De werkgroep heeft vergaderd op 19/11, 3/12 en 18/12/2020 en de volgende vergadering staat gepland op 19/01/2021.

Inzake methodologie hebben alle deelnemers gekozen voor de participatieve aanpak. Urban steunt die aanpak. Bijgevolg is er geopteerd om zonder voorzittersfunctie te werken. Zo moet de gelijkheid van alle leden verzekerd worden en krijgt iedereen de kans om zich vlot en op gelijke voet uit te drukken en deel te nemen.

Deze vernieuwende aanpak gebeurt in een welomlijnd en aanvaard kader. Deze richtlijnen worden verzekerd door de aanduiding van een coördinator voor elke zitting van de werkgroep.

Deze coördinator krijgt raad en technische en administratieve ondersteuning van Urban en heeft als taak:
­ de drijvende kracht van de groep te zijn en ervoor te zorgen dat de groep zijn doelstelling kan halen;
­ de agenda van de werkgroep voor te bereiden en de samenvattingen te verzorgen;
­ de voortgang en kalender van de werken te coördineren.

Met uitzondering van de vertegenwoordigers van Urban ontvangen de leden van de werkgroep zitpenningen. Dat bedrag is vastgelegd op 150 euro bruto per zitting en wordt aangerekend op begrotingsartikel 33.003.0804.1211.

Omdat de COVID-19-gezondheidscrisis de aanvang van de werken heeft verstoord en vertraagd, lijkt het voorzichtiger om te mikken op de indiening van een tussentijds verslag in de loop van het eerste kwartaal van 2021 en van een eindverslag rond het einde van het eerste semester van 2021. Wat de voorlegging van dat verslag aan het parlement betreft, spreekt het vanzelf dat dat de bedoeling is.

Van zodra ik kennis heb genomen van het eindverslag, kan er worden overgaan tot conclusies.

De kwestie van de uitwisseling met de federale commissie die werd opgericht, en die aanwezig is in de resolutie die door het Brussels Hoofdstedelijk Parlement werd goedgekeurd, werd op de agenda van de werkgroep geplaatst.
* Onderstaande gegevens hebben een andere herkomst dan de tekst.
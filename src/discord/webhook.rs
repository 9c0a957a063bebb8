//! Webhook identity management and retried dispatch.
//!
//! One webhook per destination channel, cached for the process lifetime and
//! reused for every thread under that channel. Send, edit, and delete all
//! run under the shared transport retry policy; exhaustion surfaces as a
//! sentinel failure, never as an error across the relay boundary.

use std::collections::HashMap;
use std::sync::Arc;

use serenity::model::id::{ChannelId, MessageId};
use tokio::sync::Mutex;
use tracing::{debug, error, info};

use crate::common::error::{RelayError, RelayResult};
use crate::common::platform::PlatformConnection;
use crate::common::retry::retry_transport;
use crate::common::types::{ChannelKind, ChannelRecord, WebhookIdentity, WebhookPayload};
use crate::discord::directory::ChannelDirectory;

/// Display name of relay-owned webhooks; existing ones are reused by name.
pub const DEFAULT_WEBHOOK_NAME: &str = "Ferryman Relay";

struct ResolvedTarget {
    identity: WebhookIdentity,
    thread_id: Option<ChannelId>,
}

pub struct WebhookGateway {
    connection: Arc<dyn PlatformConnection>,
    directory: Arc<ChannelDirectory>,
    /// Identity cache keyed by resolved (non-thread) channel id.
    identities: Mutex<HashMap<ChannelId, WebhookIdentity>>,
    webhook_name: String,
}

impl WebhookGateway {
    pub fn new(
        connection: Arc<dyn PlatformConnection>,
        directory: Arc<ChannelDirectory>,
        webhook_name: Option<String>,
    ) -> Self {
        Self {
            connection,
            directory,
            identities: Mutex::new(HashMap::new()),
            webhook_name: webhook_name.unwrap_or_else(|| DEFAULT_WEBHOOK_NAME.to_string()),
        }
    }

    /// Send a payload to a channel or thread. Returns `None` on failure;
    /// callers must treat that as non-delivery.
    pub async fn send(&self, channel: &ChannelRecord, payload: &WebhookPayload) -> Option<MessageId> {
        let target = match self.resolve_target(channel).await {
            Ok(target) => target,
            Err(e) => {
                error!(channel_id = %channel.id, "webhook identity unavailable: {}", e);
                return None;
            }
        };

        let result = retry_transport("webhook send", || async {
            self.connection
                .execute_webhook(&target.identity, target.thread_id, payload)
                .await
        })
        .await;

        match result {
            Ok(message_id) => Some(message_id),
            Err(e) => {
                error!(channel_id = %channel.id, "webhook send failed: {}", e);
                None
            }
        }
    }

    /// Edit a previously sent webhook message. Returns false on failure.
    pub async fn edit(
        &self,
        channel: &ChannelRecord,
        message_id: MessageId,
        content: &str,
    ) -> bool {
        let target = match self.resolve_target(channel).await {
            Ok(target) => target,
            Err(e) => {
                error!(channel_id = %channel.id, "webhook identity unavailable: {}", e);
                return false;
            }
        };

        let result = retry_transport("webhook edit", || async {
            self.connection
                .edit_webhook_message(&target.identity, target.thread_id, message_id, content)
                .await
        })
        .await;

        match result {
            Ok(()) => true,
            Err(e) => {
                error!(
                    channel_id = %channel.id,
                    message_id = %message_id,
                    "webhook edit failed: {}",
                    e
                );
                false
            }
        }
    }

    /// Delete a previously sent webhook message. Returns false on failure.
    pub async fn delete(&self, channel: &ChannelRecord, message_id: MessageId) -> bool {
        let target = match self.resolve_target(channel).await {
            Ok(target) => target,
            Err(e) => {
                error!(channel_id = %channel.id, "webhook identity unavailable: {}", e);
                return false;
            }
        };

        let result = retry_transport("webhook delete", || async {
            self.connection
                .delete_webhook_message(&target.identity, target.thread_id, message_id)
                .await
        })
        .await;

        match result {
            Ok(()) => true,
            Err(e) => {
                error!(
                    channel_id = %channel.id,
                    message_id = %message_id,
                    "webhook delete failed: {}",
                    e
                );
                false
            }
        }
    }

    /// Drop all cached identities (on disconnect).
    pub async fn clear_cache(&self) {
        let mut identities = self.identities.lock().await;
        if !identities.is_empty() {
            debug!(count = identities.len(), "clearing webhook identity cache");
        }
        identities.clear();
    }

    /// Resolve a destination to the webhook identity of its (parent)
    /// channel plus the thread target parameter, if any.
    async fn resolve_target(&self, channel: &ChannelRecord) -> RelayResult<ResolvedTarget> {
        let (resolved_id, thread_id) = if channel.kind == ChannelKind::Thread {
            let parent = channel.parent_id.or_else(|| {
                self.directory
                    .find(channel.id)
                    .and_then(|record| record.parent_id)
            });
            match parent {
                Some(parent) => (parent, Some(channel.id)),
                None => {
                    return Err(RelayError::consistency(format!(
                        "thread {} has no resolvable parent channel",
                        channel.id
                    )))
                }
            }
        } else {
            (channel.id, None)
        };

        let identity = self.identity_for(resolved_id).await?;
        Ok(ResolvedTarget {
            identity,
            thread_id,
        })
    }

    /// Look up or create the webhook identity for a resolved channel.
    async fn identity_for(&self, channel_id: ChannelId) -> RelayResult<WebhookIdentity> {
        if let Some(identity) = self.identities.lock().await.get(&channel_id) {
            return Ok(identity.clone());
        }

        let existing = self.connection.list_webhooks(channel_id).await?;
        let identity = match existing
            .into_iter()
            .find(|hook| hook.name == self.webhook_name)
        {
            Some(found) => {
                debug!(channel_id = %channel_id, "reusing existing webhook");
                found
            }
            None => {
                let created = self
                    .connection
                    .create_webhook(channel_id, &self.webhook_name)
                    .await?;
                info!(channel_id = %channel_id, "created relay webhook");
                created
            }
        };

        // Inserted only after the network call completed, so an abandoned
        // call never leaves a half-built entry behind.
        self.identities
            .lock()
            .await
            .insert(channel_id, identity.clone());
        Ok(identity)
    }
}

#[cfg(test)]
mod tests {
    use std::sync::atomic::{AtomicU64, Ordering};

    use async_trait::async_trait;
    use serenity::model::id::WebhookId;

    use super::*;

    #[derive(Default)]
    struct FakeConnection {
        list_calls: AtomicU64,
        create_calls: AtomicU64,
        execute_calls: AtomicU64,
        delete_calls: AtomicU64,
        /// Number of leading execute attempts that fail transiently.
        transient_failures: AtomicU64,
        /// When set, execute fails permanently.
        permanent: AtomicU64,
        /// Webhook name reported by list_webhooks (empty = none).
        existing_name: std::sync::Mutex<Option<String>>,
    }

    impl FakeConnection {
        fn identity(channel_id: ChannelId, name: &str) -> WebhookIdentity {
            WebhookIdentity {
                channel_id,
                webhook_id: WebhookId::new(900),
                token: "token".to_string(),
                name: name.to_string(),
            }
        }
    }

    #[async_trait]
    impl PlatformConnection for FakeConnection {
        async fn create_thread(
            &self,
            _forum_id: ChannelId,
            _title: &str,
            _initial_content: &str,
        ) -> RelayResult<ChannelRecord> {
            Err(RelayError::permanent("not used"))
        }

        async fn delete_message(
            &self,
            _channel_id: ChannelId,
            _message_id: MessageId,
        ) -> RelayResult<()> {
            Ok(())
        }

        async fn list_webhooks(&self, channel_id: ChannelId) -> RelayResult<Vec<WebhookIdentity>> {
            self.list_calls.fetch_add(1, Ordering::SeqCst);
            Ok(self
                .existing_name
                .lock()
                .unwrap()
                .as_deref()
                .map(|name| vec![Self::identity(channel_id, name)])
                .unwrap_or_default())
        }

        async fn create_webhook(
            &self,
            channel_id: ChannelId,
            name: &str,
        ) -> RelayResult<WebhookIdentity> {
            self.create_calls.fetch_add(1, Ordering::SeqCst);
            Ok(Self::identity(channel_id, name))
        }

        async fn execute_webhook(
            &self,
            _identity: &WebhookIdentity,
            _thread_id: Option<ChannelId>,
            _payload: &WebhookPayload,
        ) -> RelayResult<MessageId> {
            let n = self.execute_calls.fetch_add(1, Ordering::SeqCst) + 1;
            if self.permanent.load(Ordering::SeqCst) != 0 {
                return Err(RelayError::permanent("missing access"));
            }
            if n <= self.transient_failures.load(Ordering::SeqCst) {
                return Err(RelayError::transient("gateway timeout"));
            }
            Ok(MessageId::new(5000 + n))
        }

        async fn edit_webhook_message(
            &self,
            _identity: &WebhookIdentity,
            _thread_id: Option<ChannelId>,
            _message_id: MessageId,
            _content: &str,
        ) -> RelayResult<()> {
            Ok(())
        }

        async fn delete_webhook_message(
            &self,
            _identity: &WebhookIdentity,
            _thread_id: Option<ChannelId>,
            _message_id: MessageId,
        ) -> RelayResult<()> {
            self.delete_calls.fetch_add(1, Ordering::SeqCst);
            Ok(())
        }
    }

    fn text_channel(id: u64) -> ChannelRecord {
        ChannelRecord {
            id: ChannelId::new(id),
            name: "chat".to_string(),
            kind: ChannelKind::Text,
            parent_id: None,
        }
    }

    fn thread_channel(id: u64, parent: u64) -> ChannelRecord {
        ChannelRecord {
            id: ChannelId::new(id),
            name: "Aeryn@Gilgamesh".to_string(),
            kind: ChannelKind::Thread,
            parent_id: Some(ChannelId::new(parent)),
        }
    }

    fn gateway(connection: Arc<FakeConnection>) -> WebhookGateway {
        WebhookGateway::new(connection, Arc::new(ChannelDirectory::new()), None)
    }

    #[tokio::test]
    async fn test_identity_created_once_and_cached() {
        let connection = Arc::new(FakeConnection::default());
        let gateway = gateway(connection.clone());
        let channel = text_channel(1);

        let payload = WebhookPayload {
            content: "hi".to_string(),
            username: "Aeryn@Gilgamesh".to_string(),
            avatar_url: None,
        };

        assert!(gateway.send(&channel, &payload).await.is_some());
        assert!(gateway.send(&channel, &payload).await.is_some());

        assert_eq!(connection.list_calls.load(Ordering::SeqCst), 1);
        assert_eq!(connection.create_calls.load(Ordering::SeqCst), 1);
    }

    #[tokio::test]
    async fn test_existing_webhook_reused_by_name() {
        let connection = Arc::new(FakeConnection::default());
        *connection.existing_name.lock().unwrap() = Some(DEFAULT_WEBHOOK_NAME.to_string());
        let gateway = gateway(connection.clone());

        let payload = WebhookPayload {
            content: "hi".to_string(),
            username: "Aeryn@Gilgamesh".to_string(),
            avatar_url: None,
        };
        assert!(gateway.send(&text_channel(1), &payload).await.is_some());
        assert_eq!(connection.create_calls.load(Ordering::SeqCst), 0);
    }

    #[tokio::test]
    async fn test_thread_and_parent_share_cache_slot() {
        let connection = Arc::new(FakeConnection::default());
        let gateway = gateway(connection.clone());

        let payload = WebhookPayload {
            content: "hi".to_string(),
            username: "Aeryn@Gilgamesh".to_string(),
            avatar_url: None,
        };

        assert!(gateway.send(&thread_channel(11, 1), &payload).await.is_some());
        assert!(gateway.send(&text_channel(1), &payload).await.is_some());

        // Both resolved to channel 1; a single identity serves both.
        assert_eq!(connection.list_calls.load(Ordering::SeqCst), 1);
        assert_eq!(connection.create_calls.load(Ordering::SeqCst), 1);
    }

    #[tokio::test]
    async fn test_unresolved_thread_parent_is_fatal_for_the_call() {
        let connection = Arc::new(FakeConnection::default());
        let gateway = gateway(connection.clone());

        let mut orphan = thread_channel(11, 1);
        orphan.parent_id = None;

        let payload = WebhookPayload {
            content: "hi".to_string(),
            username: "Aeryn@Gilgamesh".to_string(),
            avatar_url: None,
        };
        assert!(gateway.send(&orphan, &payload).await.is_none());
        assert_eq!(connection.list_calls.load(Ordering::SeqCst), 0);
    }

    #[tokio::test(start_paused = true)]
    async fn test_transient_failures_then_success() {
        let connection = Arc::new(FakeConnection::default());
        connection.transient_failures.store(2, Ordering::SeqCst);
        let gateway = gateway(connection.clone());

        let payload = WebhookPayload {
            content: "hi".to_string(),
            username: "Aeryn@Gilgamesh".to_string(),
            avatar_url: None,
        };
        let id = gateway.send(&text_channel(1), &payload).await;
        assert!(id.is_some());
        assert_eq!(connection.execute_calls.load(Ordering::SeqCst), 3);
    }

    #[tokio::test]
    async fn test_permanent_failure_returns_sentinel_without_retry() {
        let connection = Arc::new(FakeConnection::default());
        connection.permanent.store(1, Ordering::SeqCst);
        let gateway = gateway(connection.clone());

        let payload = WebhookPayload {
            content: "hi".to_string(),
            username: "Aeryn@Gilgamesh".to_string(),
            avatar_url: None,
        };
        assert!(gateway.send(&text_channel(1), &payload).await.is_none());
        assert_eq!(connection.execute_calls.load(Ordering::SeqCst), 1);
    }

    #[tokio::test]
    async fn test_clear_cache_forces_relisting() {
        let connection = Arc::new(FakeConnection::default());
        let gateway = gateway(connection.clone());

        let payload = WebhookPayload {
            content: "hi".to_string(),
            username: "Aeryn@Gilgamesh".to_string(),
            avatar_url: None,
        };
        assert!(gateway.send(&text_channel(1), &payload).await.is_some());
        gateway.clear_cache().await;
        assert!(gateway.send(&text_channel(1), &payload).await.is_some());
        assert_eq!(connection.list_calls.load(Ordering::SeqCst), 2);
    }
}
De leden hebben daar kennis van genomen, evenals van de daaraan verbonden debatten. Dat houdt dus in dat ze die werken in verband met dekolonisatie binnen de andere Belgische deelstaten en op federaal niveau aandachtig volgen, overigens ook in andere staten met een koloniaal verleden, en dat ze geschikte synergieën zullen aangaan.